The 21-year-old aspiring model, the daughter of the bishop of her village, is trying to adapt to the technology of modern culture. She can’t understand the operation of her hotel’s plastic plastic key and her elevator is causing problems! The young girl had always dreamed of a career in fashion, but her strict father had forbidden any object of “vanity”, leading little Kate to paint her nails with markers. As he says on camera, “I just need to get away and find out who I really am.”
Meanwhile, Jeremiah leaves behind his girlfriend Amish to live life in the city. “I was adopted and I was thrown into this Amish stupidity, you know, it’s not that cool,” he has to say. He tells his girlfriend that he can not deny the opportunity to visit New York, an opportunity given to him by the network behind a reality show such as “Toddlers and Tiaras” (!!!). At one point he is shown struggling with an ATM and saying to the camera: “He has never used an ATM before, this thing started making money.”

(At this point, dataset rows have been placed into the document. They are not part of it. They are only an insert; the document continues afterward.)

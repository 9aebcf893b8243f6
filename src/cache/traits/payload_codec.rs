use serde_json::Value;
use crate::cache::errors::CacheError;

/// Converts boundary payloads to and from the byte form the cache stores.
///
/// Compression is applied to the encoded bytes, so a codec only has to care
/// about representing the value, not about its size.
pub trait PayloadCodec: Send + Sync {
    fn encode(&self, value: &Value) -> Result<Vec<u8>, CacheError>;
    fn decode(&self, data: &[u8]) -> Result<Value, CacheError>;
}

At the same time, Rebecca, the youngest cast in her 20s, is experiencing her own crisis. She struggles to endure even the air trip to New York, where according to her co-stars she cried and prayed. Like Kate, Rebecca dreams of becoming a model. She is described by the network as a “realist who wants to explore but understands the consequences of not finding a job and is responsible”. The young woman, who once shocked her family by punching a classmate at school, hopes to eat sushi while in New York, but above all, she hopes to fall in love.
Another character, 22-year-old Abe, is just tired of the daily monotony of his community. Although his elderly mother is supportive at first, he eventually travels to New York in a desperate attempt to lure her son, and others, back. The quarrel between the woman and the others is accompanied by the announcer saying: “One needs to have big balls to leave the Amish”.
The last character, 25-year-old Sabrina, is an adopted child of the Amish Mennonites, originally from Italy and Puerto Rico. Crying, she talks about the difficulties of leaving an Amish community and how she was told she would go to hell. She hopes to work in an Italian or Puerto Rican restaurant to learn more about her heritage, and I hope to find out about her parents.
The trailer closes with the group fooling around with the Big Apple skyscrapers and one of them shouting “I have never seen so many people go nowhere!”.